Indeed doctors working in detention centres are required to report to
the Immigration and Nationality Department(IND)about anyone whose health
is likely to be harmed by detention, which can be of indefinite duration,
exceeding one year without any conviction in some cases.
Sadly, receipt of such reports (when sent) has heretofore resulted in
inaction and significant misrepresentation by IND:
1) In a report on Harmondsworth DC, Her Majesty’s Chief Inspector of
Prisons identified 57 such “torture reports” sent to IND over the first
half of 2006 (3). Not one of these is known to have resulted in any action
by IND to investigate the accuracy of such reports.
2) In a recent statement to the House of Lords (4), Baroness Scotland
alleged that all suitable cases where an immigration detainee is reported
to have suffered torture are referred by IND to the Medical Foundation for
the Care of Victims of Torture for assessment. This is wholly untrue. I
have worked at the Foundation and recently checked with their management.
NO such case has ever been referred to the Foundation.

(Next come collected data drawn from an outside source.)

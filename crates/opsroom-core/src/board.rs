//! Reminder board: every open task classified against one instant.
//!
//! Phases are computed on demand; nothing here re-runs on a timer, so a
//! board is only as fresh as the `now` it was built with.

use std::collections::HashMap;

use chrono::NaiveDateTime;
use serde::{Deserialize, Serialize};

use crate::error::Result;
use crate::quality::QualityTask;
use crate::reminder::{task_reminder, TaskReminder};
use crate::repository::{ScheduleRepository, TaskRepository};
use crate::window::{ReminderPhase, ALMOST_LATE_MINUTES};

/// How the almost-late lead is chosen per task.
#[derive(Debug, Clone, Copy, PartialEq, Eq, Serialize, Deserialize)]
pub struct ReminderSettings {
    pub almost_late_minutes: u32,
    /// Prefer a linked schedule's non-zero `grace_period_after_minutes`.
    pub use_schedule_grace: bool,
}

impl Default for ReminderSettings {
    fn default() -> Self {
        Self {
            almost_late_minutes: ALMOST_LATE_MINUTES,
            use_schedule_grace: false,
        }
    }
}

/// Number of reminders per phase.
#[derive(Debug, Clone, Copy, Default, PartialEq, Eq, Serialize, Deserialize)]
pub struct PhaseCounts {
    pub upcoming: usize,
    pub can_start: usize,
    pub due_now: usize,
    pub almost_late: usize,
    pub overdue: usize,
}

impl PhaseCounts {
    pub fn get(&self, phase: ReminderPhase) -> usize {
        match phase {
            ReminderPhase::Upcoming => self.upcoming,
            ReminderPhase::CanStart => self.can_start,
            ReminderPhase::DueNow => self.due_now,
            ReminderPhase::AlmostLate => self.almost_late,
            ReminderPhase::Overdue => self.overdue,
        }
    }

    /// Reminders that need someone's attention now.
    pub fn needs_attention(&self) -> usize {
        self.due_now + self.almost_late + self.overdue
    }
}

pub fn phase_counts(reminders: &[TaskReminder]) -> PhaseCounts {
    let mut counts = PhaseCounts::default();
    for reminder in reminders {
        let slot = match reminder.phase {
            ReminderPhase::Upcoming => &mut counts.upcoming,
            ReminderPhase::CanStart => &mut counts.can_start,
            ReminderPhase::DueNow => &mut counts.due_now,
            ReminderPhase::AlmostLate => &mut counts.almost_late,
            ReminderPhase::Overdue => &mut counts.overdue,
        };
        *slot += 1;
    }
    counts
}

/// Classify every open task in `repo` at `now`.
///
/// Completed and skipped tasks are left out. Tasks whose stored date or
/// times do not parse are logged and left out rather than failing the
/// whole board.
pub fn reminder_board<R>(
    repo: &R,
    now: NaiveDateTime,
    settings: ReminderSettings,
) -> Result<Vec<TaskReminder>>
where
    R: TaskRepository + ScheduleRepository + ?Sized,
{
    let grace: HashMap<String, u32> = if settings.use_schedule_grace {
        repo.list_schedules()?
            .into_iter()
            .filter(|s| s.grace_period_after_minutes > 0)
            .map(|s| (s.id, s.grace_period_after_minutes))
            .collect()
    } else {
        HashMap::new()
    };

    let mut reminders = Vec::new();
    for task in repo.list_tasks()? {
        if !task.status.is_open() {
            continue;
        }
        let lead = lead_for(&task, &grace, settings);
        match task_reminder(&task, now, lead) {
            Ok(reminder) => reminders.push(reminder),
            Err(err) => {
                tracing::warn!(task_id = %task.id, %err, "skipping task with unreadable window");
            }
        }
    }

    tracing::debug!(count = reminders.len(), "built reminder board");
    Ok(reminders)
}

fn lead_for(task: &QualityTask, grace: &HashMap<String, u32>, settings: ReminderSettings) -> u32 {
    task.schedule_id
        .as_ref()
        .and_then(|id| grace.get(id))
        .copied()
        .unwrap_or(settings.almost_late_minutes)
}
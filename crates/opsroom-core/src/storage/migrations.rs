//! Database schema migrations for opsroom.
//!
//! Migrations are versioned and applied automatically when opening the database.
//! The `schema_version` table tracks the current migration version.

use indoc::indoc;
use rusqlite::{Connection, Result as SqliteResult};

/// Current schema version.
pub const SCHEMA_VERSION: i32 = 2;

/// Apply all pending migrations to bring the database to [`SCHEMA_VERSION`].
///
/// # Errors
/// Returns an error if migration fails.
pub fn migrate(conn: &Connection) -> SqliteResult<()> {
    create_schema_version_table(conn)?;

    let current_version = get_schema_version(conn);

    if current_version < 1 {
        migrate_v1(conn)?;
    }
    if current_version < 2 {
        migrate_v2(conn)?;
    }
    if current_version < SCHEMA_VERSION {
        tracing::info!(from = current_version, to = SCHEMA_VERSION, "migrated schema");
    }

    Ok(())
}

fn create_schema_version_table(conn: &Connection) -> SqliteResult<()> {
    conn.execute_batch(
        "CREATE TABLE IF NOT EXISTS schema_version (
            version INTEGER PRIMARY KEY
        );",
    )
}

/// Returns 0 if no version is set (initial database).
pub(crate) fn get_schema_version(conn: &Connection) -> i32 {
    conn.query_row("SELECT version FROM schema_version", [], |row| {
        row.get::<_, i32>(0)
    })
    .unwrap_or_else(|e| {
        if !matches!(e, rusqlite::Error::QueryReturnedNoRows) {
            tracing::warn!(error = %e, "failed to read schema_version");
        }
        0
    })
}

fn set_schema_version(conn: &Connection, version: i32) -> SqliteResult<()> {
    conn.execute("DELETE FROM schema_version", [])?;
    conn.execute("INSERT INTO schema_version (version) VALUES (?1)", [version])?;
    Ok(())
}

/// Migration v1: baseline. Tables are created by `QualityDb::migrate()`.
fn migrate_v1(conn: &Connection) -> SqliteResult<()> {
    set_schema_version(conn, 1)
}

/// Migration v2: task assignment and free-text notes.
///
/// Adds `assigned_to` and `notes` to `quality_tasks`, plus an index for the
/// per-day listing the reminder board runs.
fn migrate_v2(conn: &Connection) -> SqliteResult<()> {
    let tx = conn.unchecked_transaction()?;

    tx.execute_batch(indoc! {"
        ALTER TABLE quality_tasks ADD COLUMN assigned_to TEXT;
        ALTER TABLE quality_tasks ADD COLUMN notes TEXT;
        CREATE INDEX IF NOT EXISTS idx_quality_tasks_date
            ON quality_tasks(scheduled_date, due_time);
    "})?;

    set_schema_version(&tx, 2)?;
    tx.commit()?;
    Ok(())
}

#[cfg(test)]
mod tests {
    use super::*;

    fn v1_schema(conn: &Connection) {
        conn.execute_batch(indoc! {"
            CREATE TABLE quality_tasks (
                id             TEXT PRIMARY KEY,
                schedule_id    TEXT,
                title          TEXT NOT NULL,
                description    TEXT,
                scheduled_date TEXT NOT NULL,
                window_start   TEXT NOT NULL,
                due_time       TEXT NOT NULL,
                window_end     TEXT NOT NULL,
                status         TEXT NOT NULL DEFAULT 'pending',
                created_at     TEXT NOT NULL,
                updated_at     TEXT NOT NULL,
                completed_at   TEXT
            );
        "})
        .unwrap();
    }

    #[test]
    fn migrate_from_scratch_reaches_current_version() {
        let conn = Connection::open_in_memory().unwrap();
        v1_schema(&conn);
        conn.execute(
            "INSERT INTO quality_tasks (id, title, scheduled_date, window_start, due_time, window_end, created_at, updated_at)
             VALUES ('qt-1', 'Old task', '2026-10-01', '09:00', '10:00', '10:15', '2026-10-01T08:00:00Z', '2026-10-01T08:00:00Z')",
            [],
        )
        .unwrap();

        migrate(&conn).unwrap();
        assert_eq!(get_schema_version(&conn), SCHEMA_VERSION);

        let (assigned, notes): (Option<String>, Option<String>) = conn
            .query_row(
                "SELECT assigned_to, notes FROM quality_tasks WHERE id = 'qt-1'",
                [],
                |row| Ok((row.get(0)?, row.get(1)?)),
            )
            .unwrap();
        assert!(assigned.is_none());
        assert!(notes.is_none());
    }

    #[test]
    fn migrate_is_idempotent() {
        let conn = Connection::open_in_memory().unwrap();
        v1_schema(&conn);
        migrate(&conn).unwrap();
        migrate(&conn).unwrap();
        assert_eq!(get_schema_version(&conn), SCHEMA_VERSION);
    }
}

3) In the past 18 months, colleagues in the Medical Justice Network
and I have seen at least 25 detained asylum seekers with strong physical
evidence of torture (including cigarette burn scars and stigmata of
falaka) as well as fulfilling all necessary criteria for a diagnosis of
PTSD. In some cases, we have been able to provide medico-legal reports
which have assisted their release by judicial decision. This has usually
been resisted by the Home Office.
Doctors, especially general practitioners, whose asylum seeking
patients have evidence they were tortured before coming to the UK, who
have PTSD as a result, and who are at risk of detention, may wish to
supply them with a letter (or full medico-legal report) outlining evidence
to that detention would be unduly harmful. This would go some way to
reducing the very substantial numbers who suffer retraumatisation while
For the Medical Justice Network
1) Bisson JI. Post-traumatic stress disorder. BMJ 2007; 334: 789-93.
2) Detention Centre Rules 2001 (item 35).

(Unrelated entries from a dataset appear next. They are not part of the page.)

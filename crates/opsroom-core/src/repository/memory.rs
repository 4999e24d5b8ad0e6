use std::collections::HashMap;
use std::sync::{Mutex, MutexGuard};

use chrono::NaiveDate;

use super::{sort_tasks, ScheduleRepository, TaskRepository};
use crate::error::{CoreError, Result};
use crate::quality::{Frequency, QualitySchedule, QualityTask};

#[derive(Default)]
struct Tables {
    tasks: HashMap<String, QualityTask>,
    schedules: HashMap<String, QualitySchedule>,
}

/// Process-local store. Contents vanish when it is dropped.
#[derive(Default)]
pub struct MemoryStore {
    tables: Mutex<Tables>,
}

impl MemoryStore {
    pub fn new() -> Self {
        Self::default()
    }

    /// A store pre-filled with a small plant's worth of demo schedules and
    /// today's task instances.
    pub fn seeded(today: NaiveDate) -> Self {
        let store = Self::new();
        {
            let mut tables = store.lock();

            let mut torque = QualitySchedule::new(
                "Torque audit",
                Frequency::Daily,
                "07:30",
                "08:00",
                "08:15",
            );
            torque.id = "qs-torque-audit".to_string();
            torque.description = Some("Spot-check fastener torque on line 2".to_string());

            let mut calibration = QualitySchedule::new(
                "Gauge calibration",
                Frequency::Weekly,
                "13:00",
                "14:00",
                "14:30",
            );
            calibration.id = "qs-gauge-calibration".to_string();
            calibration.days_of_week = vec![1, 4];
            calibration.grace_period_after_minutes = 15;

            let mut walk = QualitySchedule::new(
                "5S walkthrough",
                Frequency::Monthly,
                "16:00",
                "16:30",
                "17:00",
            );
            walk.id = "qs-5s-walkthrough".to_string();
            walk.days_of_month = vec![1, 15];

            let seeds = [
                ("qt-torque-audit", &torque, "Torque audit line 2"),
                ("qt-gauge-calibration", &calibration, "Calibrate bore gauges"),
                ("qt-5s-walkthrough", &walk, "5S walkthrough cell B"),
            ];
            for (id, schedule, title) in seeds {
                let mut task = QualityTask::new(
                    title,
                    today,
                    schedule.window_start.clone(),
                    schedule.due_time.clone(),
                    schedule.window_end.clone(),
                );
                task.id = id.to_string();
                task.schedule_id = Some(schedule.id.clone());
                tables.tasks.insert(task.id.clone(), task);
            }

            for schedule in [torque, calibration, walk] {
                tables.schedules.insert(schedule.id.clone(), schedule);
            }
        }
        store
    }

    fn lock(&self) -> MutexGuard<'_, Tables> {
        self.tables.lock().unwrap_or_else(|poisoned| poisoned.into_inner())
    }
}

impl TaskRepository for MemoryStore {
    fn list_tasks(&self) -> Result<Vec<QualityTask>> {
        let mut tasks: Vec<_> = self.lock().tasks.values().cloned().collect();
        sort_tasks(&mut tasks);
        Ok(tasks)
    }

    fn get_task(&self, id: &str) -> Result<Option<QualityTask>> {
        Ok(self.lock().tasks.get(id).cloned())
    }

    fn create_task(&self, task: &QualityTask) -> Result<()> {
        let mut tables = self.lock();
        if tables.tasks.contains_key(&task.id) {
            return Err(CoreError::AlreadyExists {
                entity: "task",
                id: task.id.clone(),
            });
        }
        tables.tasks.insert(task.id.clone(), task.clone());
        Ok(())
    }

    fn update_task(&self, task: &QualityTask) -> Result<()> {
        let mut tables = self.lock();
        match tables.tasks.get_mut(&task.id) {
            Some(slot) => {
                *slot = task.clone();
                Ok(())
            }
            None => Err(CoreError::NotFound {
                entity: "task",
                id: task.id.clone(),
            }),
        }
    }

    fn delete_task(&self, id: &str) -> Result<()> {
        self.lock()
            .tasks
            .remove(id)
            .map(|_| ())
            .ok_or_else(|| CoreError::NotFound {
                entity: "task",
                id: id.to_string(),
            })
    }
}

impl ScheduleRepository for MemoryStore {
    fn list_schedules(&self) -> Result<Vec<QualitySchedule>> {
        let mut schedules: Vec<_> = self.lock().schedules.values().cloned().collect();
        schedules.sort_by(|a, b| a.name.cmp(&b.name).then_with(|| a.id.cmp(&b.id)));
        Ok(schedules)
    }

    fn get_schedule(&self, id: &str) -> Result<Option<QualitySchedule>> {
        Ok(self.lock().schedules.get(id).cloned())
    }

    fn create_schedule(&self, schedule: &QualitySchedule) -> Result<()> {
        let mut tables = self.lock();
        if tables.schedules.contains_key(&schedule.id) {
            return Err(CoreError::AlreadyExists {
                entity: "schedule",
                id: schedule.id.clone(),
            });
        }
        tables.schedules.insert(schedule.id.clone(), schedule.clone());
        Ok(())
    }

    fn update_schedule(&self, schedule: &QualitySchedule) -> Result<()> {
        let mut tables = self.lock();
        match tables.schedules.get_mut(&schedule.id) {
            Some(slot) => {
                *slot = schedule.clone();
                Ok(())
            }
            None => Err(CoreError::NotFound {
                entity: "schedule",
                id: schedule.id.clone(),
            }),
        }
    }

    /// Linked tasks are kept with their `schedule_id` cleared.
    fn delete_schedule(&self, id: &str) -> Result<()> {
        let mut tables = self.lock();
        if tables.schedules.remove(id).is_none() {
            return Err(CoreError::NotFound {
                entity: "schedule",
                id: id.to_string(),
            });
        }
        for task in tables.tasks.values_mut() {
            if task.schedule_id.as_deref() == Some(id) {
                task.schedule_id = None;
            }
        }
        Ok(())
    }
}
use clap::{Parser, Subcommand};

#[derive(Parser, Debug)]
#[command(
    name = "bitcoin-chain-stats",
    version,
    about = "Bitcoin chain follower and block statistics aggregator"
)]
pub struct Cli {
    #[command(subcommand)]
    pub command: Commands,
}

#[derive(Subcommand, Debug)]
pub enum Commands {
    /// Follow the chain, aggregate statistics and serve the status API
    Run,
    /// Run a single ingestion cycle up to the current tip
    SyncOnce,
    /// Fold up to N queued block references into the statistics
    AggregateOnce {
        #[arg(long, default_value_t = 100)]
        limit: u64,
    },
    /// Print the stored ingestion checkpoint
    Checkpoint,
    /// Run the HTTP status API only
    Serve {
        /// Override bind address, e.g. 0.0.0.0:8080
        #[arg(long)]
        addr: Option<String>,
    },
}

3) HM Chief Inspector of Prisons. Report on an unannounced inspection
of Harmondsworth Immigration Removal Centre 17–21 July 2006.
4) Baroness Scotland of Asthal. [HL982], Hansard. January 8, 2007.
All internet references accessed 15 April 2007.
FWA helped to found the Medical Justice Network. For assisting detained hunger strikers to obtain adequate medical care, he was reported to the GMC by the management of a detention centre, against the wishes of the patients concerned. He is occasionally paid, under legal aid, for medico-legal reports.